31 Sur le plan technique, le projet reposait sur un véhicule sur pneus, investissement moins lourd en travaux que le rail, fonctionnant avec un système de batterie aéroporté fabriqué depuis la France par le Groupe Lohr. Son coût total était de 118 milliards de F.CFA, avec une concession sur 30 ans donnée à Quattron International. Le projet était donc innovant pour le transport de masse tout en prévoyant une station énergétique spécifique dédiée au tramway, à base thermique et/ou solaire, ainsi qu’un moteur non polluant. Mais si le coût d’exploitation était ainsi pensé comme faible, la charge d’investissement apparaissait disproportionnée au regard d’autres besoins sociaux à satisfaire.

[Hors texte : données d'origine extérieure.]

use aws_sdk_s3::primitives::ByteStream;
use aws_sdk_s3::Client as S3Client;
use chrono::{DateTime, Utc};

/// What the upload step hands back to the pipeline: the S3 key, the URL
/// buyers will load, and the stored content type.
#[derive(Debug, Clone)]
pub struct ImageUploadResult {
    pub path: String,
    pub public_url: String,
    pub content_type: String,
}

/// Folder labels come from user-entered brand names; reduce them to a
/// safe, stable S3 path segment.
pub fn sanitize_folder(label: &str) -> String {
    let mut out = String::with_capacity(label.len());
    let mut last_dash = true; // suppress leading dashes
    for c in label.chars() {
        let c = c.to_ascii_lowercase();
        if c.is_ascii_alphanumeric() {
            out.push(c);
            last_dash = false;
        } else if !last_dash {
            out.push('-');
            last_dash = true;
        }
    }
    while out.ends_with('-') {
        out.pop();
    }
    if out.is_empty() {
        "produtos".to_string()
    } else {
        out
    }
}

/// Deterministic object key: owner partition, brand folder, timestamped
/// file name. Re-running the pipeline for the same product produces a new
/// key; colliding keys are simply overwritten.
pub fn object_key(
    user_id: &str,
    brand_label: Option<&str>,
    now: DateTime<Utc>,
    unique: &str,
) -> String {
    let folder = sanitize_folder(brand_label.unwrap_or(""));
    format!(
        "{}/{}/{}-{}.jpg",
        user_id,
        folder,
        now.format("%Y%m%d%H%M%S"),
        unique
    )
}

/// Upload one optimized image. Overwrite-on-conflict is allowed, so no
/// conditional put.
pub async fn upload_image(
    s3_client: &S3Client,
    bucket_name: &str,
    public_base_url: &str,
    key: &str,
    bytes: Vec<u8>,
    content_type: &str,
) -> Result<ImageUploadResult, String> {
    s3_client
        .put_object()
        .bucket(bucket_name)
        .key(key)
        .body(ByteStream::from(bytes))
        .content_type(content_type)
        .cache_control("public, max-age=31536000, immutable")
        .send()
        .await
        .map_err(|e| format!("S3 put_object error: {}", e))?;

    Ok(ImageUploadResult {
        path: key.to_string(),
        public_url: format!("{}/{}", public_base_url.trim_end_matches('/'), key),
        content_type: content_type.to_string(),
    })
}

#[cfg(test)]
mod tests {
    use super::*;
    use chrono::TimeZone;

    #[test]
    fn folder_labels_are_reduced_to_safe_segments() {
        assert_eq!(sanitize_folder("Calçados & Acessórios"), "cal-ados-acess-rios");
        assert_eq!(sanitize_folder("  Nike Air  "), "nike-air");
        assert_eq!(sanitize_folder("---"), "produtos");
        assert_eq!(sanitize_folder(""), "produtos");
    }

    #[test]
    fn object_keys_are_namespaced_by_owner_and_brand() {
        let now = Utc.with_ymd_and_hms(2024, 3, 5, 12, 30, 0).unwrap();
        let key = object_key("user-1", Some("Nike Air"), now, "abc123");
        assert_eq!(key, "user-1/nike-air/20240305123000-abc123.jpg");
    }

    #[test]
    fn missing_brand_falls_back_to_the_default_folder() {
        let now = Utc.with_ymd_and_hms(2024, 3, 5, 12, 30, 0).unwrap();
        let key = object_key("user-1", None, now, "abc123");
        assert!(key.starts_with("user-1/produtos/"));
    }
}
pub mod model;
pub mod service;

pub use model::{Client, CreateClientPayload, UpdateClientPayload};
pub use service::*;
mod http_handler;

use std::sync::Arc;

use lambda_http::{run, service_fn, Error};
use repvendas_shared::{config::PipelineConfig, fetch::FetchClients, AppState};

#[tokio::main]
async fn main() -> Result<(), Error> {
    tracing_subscriber::fmt()
        .with_max_level(tracing::Level::INFO)
        .with_target(false)
        .without_time()
        .init();

    let aws_config = aws_config::load_defaults(aws_config::BehaviorVersion::latest()).await;

    let config = PipelineConfig::from_env();
    let fetch_clients = FetchClients::new(&config.fetch).map_err(Error::from)?;

    let state = Arc::new(AppState {
        dynamo_client: aws_sdk_dynamodb::Client::new(&aws_config),
        s3_client: aws_sdk_s3::Client::new(&aws_config),
        ses_client: aws_sdk_sesv2::Client::new(&aws_config),
        fetch_clients,
        config,
    });

    run(service_fn(move |event| {
        http_handler::function_handler(event, state.clone())
    }))
    .await
}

Le tramway a ainsi été pensé comme un phare technologique sans concertation parmi les acteurs du transport bamakois ; ni capitalisation de gestions antérieures, ni réflexion sur les ruptures de charge à prévoir en direction des zones enclavées ; ni réelle appropriation de l’idée dans les communes à traverser. Sur le fond, son principe reste porteur d’exclusion : de prestataires de transport concurrents sur la ligne retenue, de communes plutôt que d’autres, mais aussi des clientèles modestes, souvent chargées de bagages, qui restent captives des tarifs SOTRAMA inférieurs aux 200 F.CFA préconisés pour le voyage en tramway.